Travelling employees must renew passport

Brexit jigsaw

The Health Insurance Group, a provider of health and wellbeing advice and solutions, has warned that businesses with employees that travel to the European Union for work should ensure all passports are renewed in time for the potential outcome of a ‘no-deal’ Brexit situation after 29 March.

UK passports with less than six months left on arrival to the Schengen area may run into difficulty when travelling to and between countries, and if left until the last minute, there could be long delays in processing passport renewal applications, as large numbers of people will likely seek to renew their passports around this time.

UK public sector information website GOV.UK has highlighted that five million UK citizens renewed their passports in 2009 and will need to do so again in 2019 – and with an estimated 4.8 million people within the UK having travelled to the EU for business in 2017, employers need to encourage their staff with British passports to update them sooner rather than later.

Sarah Dennis, Head of International for The Health Insurance Group, said: “While we wait to see the outcome of the Brexit process and the 29 March deadline looms ever closer, organisations cannot risk an abrupt halt to business if no deal is struck, potentially leaving staff unable to conduct their regular affairs in the EU. Our message to businesses is that now is the time to communicate with staff that travel to the EU for work, to ensure that they have a minimum of six months on their passport – or risk not being able to enter a country and continuing to work.”

GOV.UK has released new rules to follow for travel to most countries in Europe should the UK leave the EU with no deal.

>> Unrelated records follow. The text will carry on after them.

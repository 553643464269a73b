//! Directory server: gRPC and the token endpoint on one port, with graceful shutdown

use std::future::Future;
use std::net::SocketAddr;
use std::sync::Arc;
use tokio::net::TcpListener;
use tokio::signal;
use tokio_stream::wrappers::TcpListenerStream;
use tonic::service::Routes;

use crate::{
    auth::{SigningKey, TokenIssuer},
    config::Config,
    directory::{DirectoryFixture, InMemoryDirectory},
    error::Result,
    grpc::{protected_methods, DirectoryService, GrpcAuthLayer, GrpcServer, RpcTracingLayer},
    handlers,
    middleware::JwtAuth,
};

/// Server instance
///
/// Owns everything shared by in-flight calls: the signing key (through the
/// issuer and validator) and the directory contents.
pub struct DirectoryServer {
    config: Config,
    issuer: TokenIssuer,
    validator: JwtAuth,
    directory: Arc<InMemoryDirectory>,
}

impl DirectoryServer {
    /// Build the key material and directory from configuration
    pub fn new(config: Config) -> Result<Self> {
        let key = SigningKey::from_config(&config.auth)?;
        let seed = config.directory.seed.unwrap_or_else(rand::random);
        let directory = DirectoryFixture::new(config.directory.size, seed).into_directory();

        tracing::info!(
            users = directory.len(),
            seed,
            "Generated user directory"
        );

        Ok(Self {
            issuer: TokenIssuer::new(&key),
            validator: JwtAuth::with_config(&key, &config.auth),
            directory: Arc::new(directory),
            config,
        })
    }

    /// Directory served by this instance
    pub fn directory(&self) -> Arc<InMemoryDirectory> {
        Arc::clone(&self.directory)
    }

    /// Bind the configured address and serve until SIGINT or SIGTERM
    pub async fn serve(self) -> Result<()> {
        let addr = self.config.socket_addr()?;
        let listener = TcpListener::bind(addr).await?;
        self.serve_with_listener(listener, shutdown_signal()).await
    }

    /// Serve on an already bound listener until `signal` resolves
    pub async fn serve_with_listener<F>(self, listener: TcpListener, signal: F) -> Result<()>
    where
        F: Future<Output = ()> + Send,
    {
        let addr: SocketAddr = listener.local_addr()?;
        tracing::info!("Starting {} on {}", self.config.service.name, addr);
        self.log_config();

        let grpc = GrpcServer::new(self.config.grpc.clone());
        let service = DirectoryService::new(self.directory, self.config.stream.interval());

        let routes = Routes::from(handlers::router(self.issuer))
            .add_service(grpc.directory_service(service));

        grpc.builder()
            .layer(RpcTracingLayer)
            .layer(GrpcAuthLayer::new(self.validator, protected_methods()))
            .add_routes(routes)
            .serve_with_incoming_shutdown(TcpListenerStream::new(listener), signal)
            .await?;

        tracing::info!("Server shutdown complete");
        Ok(())
    }

    fn log_config(&self) {
        tracing::info!("  - gRPC timeout: {} seconds", self.config.grpc.timeout_secs);
        tracing::info!(
            "  - Stream interval: {} ms",
            self.config.stream.interval().as_millis()
        );
        tracing::info!(
            "  - Token issuer/audience checks: {}/{}",
            self.config.auth.validate_issuer,
            self.config.auth.validate_audience
        );
    }
}

/// Wait for SIGINT or SIGTERM
pub async fn shutdown_signal() {
    let ctrl_c = async {
        if let Err(e) = signal::ctrl_c().await {
            tracing::error!("Failed to install Ctrl+C handler: {}", e);
            std::future::pending::<()>().await;
        }
    };

    #[cfg(unix)]
    let terminate = async {
        match signal::unix::signal(signal::unix::SignalKind::terminate()) {
            Ok(mut sigterm) => {
                sigterm.recv().await;
            }
            Err(e) => {
                tracing::error!("Failed to install SIGTERM handler: {}", e);
                std::future::pending::<()>().await;
            }
        }
    };

    #[cfg(not(unix))]
    let terminate = std::future::pending::<()>();

    tokio::select! {
        _ = ctrl_c => {
            tracing::info!("Received SIGINT (Ctrl+C), starting graceful shutdown");
        },
        _ = terminate => {
            tracing::info!("Received SIGTERM, starting graceful shutdown");
        },
    }
}

#[cfg(test)]
mod tests {
    use super::*;

    #[test]
    fn test_new_uses_configured_size_and_seed() {
        let mut config = Config::default();
        config.directory.size = 4;
        config.directory.seed = Some(9);

        let server = DirectoryServer::new(config).unwrap();
        assert_eq!(server.directory().len(), 4);

        let again = DirectoryServer::new({
            let mut config = Config::default();
            config.directory.size = 4;
            config.directory.seed = Some(9);
            config
        })
        .unwrap();
        assert_eq!(
            format!("{:?}", server.directory()),
            format!("{:?}", again.directory())
        );
    }

    #[test]
    fn test_new_rejects_bad_signing_key() {
        let mut config = Config::default();
        config.auth.signing_key = Some("zz".to_string());
        assert!(DirectoryServer::new(config).is_err());
    }
}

It advises ‘[having] at least six months left on your passport from your date of arrival, which applies to adult and child passports’, and ‘if you renewed a passport before it expired, up to nine extra months may have been added to your new passport’s expiry date’: “Any extra months on your passport over 10 years may not count towards the six months that should be remaining for travel to most countries in Europe.”

These rules will apply to passports issued by the UK, Gibraltar, Guernsey, the Isle of Man and Jersey.